Expression, Purification and Biophysical Characterisation of Klebsiella Pneumoniae Protein Adenylyltransferase: A Systematic Integration of Empirical and Computational Modelling Approaches

Abstract

Infections that are acquired due to a prolonged hospital stay and manifest 2 days following the admission of a patient to a health-care institution can be classified as hospital-acquired infections. Klebsiella pneumoniae (K. pneumoniae) has become a critical pathogen, posing serious concern globally due to the rising incidences of hypervirulent and carbapenem-resistant strains.
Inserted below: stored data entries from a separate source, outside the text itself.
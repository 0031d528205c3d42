// src/repository/memory.rs

use std::collections::HashMap;
use std::sync::Mutex;

use async_trait::async_trait;
use uuid::Uuid;

use crate::{
    error::AppError,
    models::{
        question::{Choice, Question, QuestionDetail},
        submission::{Answer, Submission},
        tryout::{Category, Tryout, TryoutDetail},
        user::User,
    },
    repository::Repository,
    services::grading,
};

/// In-memory [`Repository`] for tests and local runs without a database.
///
/// A single mutex guards all tables, so every operation is atomic by
/// construction; in particular `create_submission_if_absent` is a real
/// insert-if-absent, matching the Postgres unique-constraint behavior.
#[derive(Default)]
pub struct MemoryRepository {
    inner: Mutex<Inner>,
}

#[derive(Default)]
struct Inner {
    users: HashMap<Uuid, User>,
    blacklisted_tokens: HashMap<String, chrono::DateTime<chrono::Utc>>,
    tryouts: HashMap<Uuid, Tryout>,
    questions: HashMap<Uuid, Question>,
    choices: HashMap<Uuid, Choice>,
    submissions: HashMap<Uuid, Submission>,
    answers: HashMap<Uuid, Answer>,
}

impl MemoryRepository {
    pub fn new() -> Self {
        Self::default()
    }
}

impl Inner {
    fn question_detail(&self, question: &Question) -> QuestionDetail {
        let mut choices: Vec<Choice> = self
            .choices
            .values()
            .filter(|c| c.question_id == question.id)
            .cloned()
            .collect();
        choices.sort_by_key(|c| c.id);
        QuestionDetail {
            question: question.clone(),
            choices,
        }
    }

    fn tryout_questions(&self, tryout_id: Uuid) -> Vec<QuestionDetail> {
        let mut questions: Vec<&Question> = self
            .questions
            .values()
            .filter(|q| q.tryout_id == tryout_id)
            .collect();
        questions.sort_by_key(|q| q.id);
        questions
            .into_iter()
            .map(|q| self.question_detail(q))
            .collect()
    }
}

#[async_trait]
impl Repository for MemoryRepository {
    // ---- users ----

    async fn create_user(&self, user: &User) -> Result<(), AppError> {
        let mut inner = self.inner.lock().unwrap();
        if inner.users.values().any(|u| u.email == user.email) {
            return Err(AppError::Conflict("User already exists".into()));
        }
        if inner.users.values().any(|u| u.username == user.username) {
            return Err(AppError::Conflict("User already exists".into()));
        }
        inner.users.insert(user.id, user.clone());
        Ok(())
    }

    async fn find_user(&self, id: Uuid) -> Result<Option<User>, AppError> {
        Ok(self.inner.lock().unwrap().users.get(&id).cloned())
    }

    async fn find_user_by_email(&self, email: &str) -> Result<Option<User>, AppError> {
        let inner = self.inner.lock().unwrap();
        Ok(inner.users.values().find(|u| u.email == email).cloned())
    }

    async fn find_user_by_username(&self, username: &str) -> Result<Option<User>, AppError> {
        let inner = self.inner.lock().unwrap();
        Ok(inner
            .users
            .values()
            .find(|u| u.username == username)
            .cloned())
    }

    async fn list_users(&self) -> Result<Vec<User>, AppError> {
        let inner = self.inner.lock().unwrap();
        let mut users: Vec<User> = inner.users.values().cloned().collect();
        users.sort_by_key(|u| u.created_at);
        Ok(users)
    }

    // ---- token blacklist ----

    async fn blacklist_token(
        &self,
        token: &str,
        expires_at: chrono::DateTime<chrono::Utc>,
    ) -> Result<(), AppError> {
        let mut inner = self.inner.lock().unwrap();
        // Entries past their expiry can never block a token again;
        // drop them so the table tracks only live bans.
        let now = chrono::Utc::now();
        inner.blacklisted_tokens.retain(|_, exp| *exp > now);
        inner.blacklisted_tokens.insert(token.to_owned(), expires_at);
        Ok(())
    }

    async fn is_token_blacklisted(&self, token: &str) -> Result<bool, AppError> {
        let inner = self.inner.lock().unwrap();
        Ok(inner
            .blacklisted_tokens
            .get(token)
            .is_some_and(|exp| *exp > chrono::Utc::now()))
    }

    // ---- tryouts ----

    async fn create_tryout(&self, detail: &TryoutDetail) -> Result<(), AppError> {
        let mut inner = self.inner.lock().unwrap();
        inner
            .tryouts
            .insert(detail.tryout.id, detail.tryout.clone());
        for q in &detail.questions {
            inner.questions.insert(q.question.id, q.question.clone());
            for c in &q.choices {
                inner.choices.insert(c.id, c.clone());
            }
        }
        Ok(())
    }

    async fn get_tryout(&self, id: Uuid) -> Result<Option<TryoutDetail>, AppError> {
        let inner = self.inner.lock().unwrap();
        let Some(tryout) = inner.tryouts.get(&id) else {
            return Ok(None);
        };
        Ok(Some(TryoutDetail {
            tryout: tryout.clone(),
            questions: inner.tryout_questions(id),
        }))
    }

    async fn list_tryouts(&self) -> Result<Vec<Tryout>, AppError> {
        let inner = self.inner.lock().unwrap();
        let mut tryouts: Vec<Tryout> = inner.tryouts.values().cloned().collect();
        tryouts.sort_by_key(|t| t.start_at);
        Ok(tryouts)
    }

    async fn find_tryouts_by_title(&self, needle: &str) -> Result<Vec<Tryout>, AppError> {
        let needle = needle.to_lowercase();
        let inner = self.inner.lock().unwrap();
        let mut tryouts: Vec<Tryout> = inner
            .tryouts
            .values()
            .filter(|t| t.title.to_lowercase().contains(&needle))
            .cloned()
            .collect();
        tryouts.sort_by_key(|t| t.start_at);
        Ok(tryouts)
    }

    async fn find_tryouts_by_category(&self, category: Category) -> Result<Vec<Tryout>, AppError> {
        let inner = self.inner.lock().unwrap();
        let mut tryouts: Vec<Tryout> = inner
            .tryouts
            .values()
            .filter(|t| t.category == category)
            .cloned()
            .collect();
        tryouts.sort_by_key(|t| t.start_at);
        Ok(tryouts)
    }

    async fn update_tryout(&self, tryout: &Tryout) -> Result<(), AppError> {
        self.inner
            .lock()
            .unwrap()
            .tryouts
            .insert(tryout.id, tryout.clone());
        Ok(())
    }

    async fn delete_tryout(&self, id: Uuid) -> Result<(), AppError> {
        let mut inner = self.inner.lock().unwrap();
        let question_ids: Vec<Uuid> = inner
            .questions
            .values()
            .filter(|q| q.tryout_id == id)
            .map(|q| q.id)
            .collect();
        inner
            .choices
            .retain(|_, c| !question_ids.contains(&c.question_id));
        inner.questions.retain(|_, q| q.tryout_id != id);
        inner.tryouts.remove(&id);
        Ok(())
    }

    async fn count_submissions(&self, tryout_id: Uuid) -> Result<i64, AppError> {
        let inner = self.inner.lock().unwrap();
        Ok(inner
            .submissions
            .values()
            .filter(|s| s.tryout_id == tryout_id)
            .count() as i64)
    }

    // ---- questions ----

    async fn create_question(&self, detail: &QuestionDetail) -> Result<(), AppError> {
        let mut inner = self.inner.lock().unwrap();
        inner
            .questions
            .insert(detail.question.id, detail.question.clone());
        for c in &detail.choices {
            inner.choices.insert(c.id, c.clone());
        }
        Ok(())
    }

    async fn get_question(&self, id: Uuid) -> Result<Option<QuestionDetail>, AppError> {
        let inner = self.inner.lock().unwrap();
        Ok(inner
            .questions
            .get(&id)
            .map(|q| inner.question_detail(q)))
    }

    async fn list_questions(&self, tryout_id: Uuid) -> Result<Vec<QuestionDetail>, AppError> {
        Ok(self.inner.lock().unwrap().tryout_questions(tryout_id))
    }

    async fn update_question(
        &self,
        question: &Question,
        choices: Option<&[Choice]>,
    ) -> Result<(), AppError> {
        let mut inner = self.inner.lock().unwrap();
        inner.questions.insert(question.id, question.clone());
        if let Some(choices) = choices {
            let keep: Vec<Uuid> = choices.iter().map(|c| c.id).collect();
            inner
                .choices
                .retain(|_, c| c.question_id != question.id || keep.contains(&c.id));
            for c in choices {
                inner.choices.insert(c.id, c.clone());
            }
        }
        Ok(())
    }

    async fn delete_question(&self, id: Uuid) -> Result<(), AppError> {
        let mut inner = self.inner.lock().unwrap();
        inner.choices.retain(|_, c| c.question_id != id);
        inner.questions.remove(&id);
        Ok(())
    }

    // ---- submissions ----

    async fn create_submission_if_absent(
        &self,
        submission: &Submission,
    ) -> Result<Submission, AppError> {
        let mut inner = self.inner.lock().unwrap();
        if let Some(existing) = inner
            .submissions
            .values()
            .find(|s| s.tryout_id == submission.tryout_id && s.user_id == submission.user_id)
        {
            return Ok(existing.clone());
        }
        inner.submissions.insert(submission.id, submission.clone());
        Ok(submission.clone())
    }

    async fn get_submission(&self, id: Uuid) -> Result<Option<Submission>, AppError> {
        Ok(self.inner.lock().unwrap().submissions.get(&id).cloned())
    }

    async fn find_submission(
        &self,
        tryout_id: Uuid,
        user_id: Uuid,
    ) -> Result<Option<Submission>, AppError> {
        let inner = self.inner.lock().unwrap();
        Ok(inner
            .submissions
            .values()
            .find(|s| s.tryout_id == tryout_id && s.user_id == user_id)
            .cloned())
    }

    async fn list_submissions_by_user(&self, user_id: Uuid) -> Result<Vec<Submission>, AppError> {
        let inner = self.inner.lock().unwrap();
        let mut subs: Vec<Submission> = inner
            .submissions
            .values()
            .filter(|s| s.user_id == user_id)
            .cloned()
            .collect();
        subs.sort_by_key(|s| s.id);
        Ok(subs)
    }

    async fn list_submissions_by_tryout(
        &self,
        tryout_id: Uuid,
    ) -> Result<Vec<Submission>, AppError> {
        let inner = self.inner.lock().unwrap();
        let mut subs: Vec<Submission> = inner
            .submissions
            .values()
            .filter(|s| s.tryout_id == tryout_id)
            .cloned()
            .collect();
        subs.sort_by_key(|s| s.id);
        Ok(subs)
    }

    async fn list_answers(&self, submission_id: Uuid) -> Result<Vec<Answer>, AppError> {
        let inner = self.inner.lock().unwrap();
        let mut answers: Vec<Answer> = inner
            .answers
            .values()
            .filter(|a| a.submission_id == submission_id)
            .cloned()
            .collect();
        answers.sort_by_key(|a| a.id);
        Ok(answers)
    }

    async fn replace_answers(
        &self,
        submission_id: Uuid,
        answers: &[Answer],
        submitted_at: chrono::DateTime<chrono::Utc>,
    ) -> Result<(), AppError> {
        let mut inner = self.inner.lock().unwrap();

        let sub = inner.submissions.get(&submission_id).ok_or_else(|| {
            AppError::NotFound(format!("Submission with ID {submission_id} not found"))
        })?;
        if sub.finalized_at.is_some() {
            return Err(AppError::Locked(
                "Submission has already been finalized".to_string(),
            ));
        }
        let tryout_id = sub.tryout_id;

        let replaced: Vec<Uuid> = answers.iter().map(|a| a.question_id).collect();
        inner.answers.retain(|_, a| {
            a.submission_id != submission_id || !replaced.contains(&a.question_id)
        });
        for a in answers {
            inner.answers.insert(a.id, a.clone());
        }

        // Re-aggregate over the rows now present, still under the lock
        // that wrote them.
        let questions = inner.tryout_questions(tryout_id);
        let final_answers: Vec<Answer> = inner
            .answers
            .values()
            .filter(|a| a.submission_id == submission_id)
            .cloned()
            .collect();
        let score = grading::aggregate_score(&questions, &final_answers);

        if let Some(sub) = inner.submissions.get_mut(&submission_id) {
            sub.score = score;
            sub.submitted_at = Some(submitted_at);
        }
        Ok(())
    }

    async fn finalize_submission(
        &self,
        id: Uuid,
        at: chrono::DateTime<chrono::Utc>,
    ) -> Result<(), AppError> {
        let mut inner = self.inner.lock().unwrap();
        if let Some(sub) = inner.submissions.get_mut(&id) {
            sub.finalized_at = Some(at);
            sub.submitted_at = Some(at);
        }
        Ok(())
    }
}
Glutaredoxin is a redox protein that protects cells from oxidative stress as it associates with glutathione to reduce mixed disulfides. Protein adenylyltransferase (PrAT) is a pseudokinase with a proposed mechanism of transferring an AMP group from ATP to glutaredoxin. Inducing oxidative stress to the bacterium by inhibiting the activity of PrAT is a promising approach to combating its contribution to hospital-acquired infections. Thus, this study aims to overexpress, purify, and analyse the effects of ATP and Mg²⁺ binding to Klebsiella pneumoniae PrAT (KpPrAT). The pET expression system and nickel affinity chromatography were effective in expressing and purifying KpPrAT. Far-UV CD spectroscopy demonstrates that the protein is predominantly α-helical, even in the presence of Mg²⁺. Extrinsic fluorescence spectroscopy with ANS indicates the presence of a hydrophobic pocket in the presence of ATP and Mg²⁺, while mant-ATP studies allude to the potential nucleotide binding ability of KpPrAT. The presence of Mg²⁺ increases the thermostability of the protein. Isothermal titration calorimetry provides insight into the binding affinity and thermodynamic parameters associated with the binding of ATP to KpPrAT, with or without Mg²⁺. Conclusively, the presence of Mg²⁺ induces a conformation in KpPrAT that favours nucleotide binding.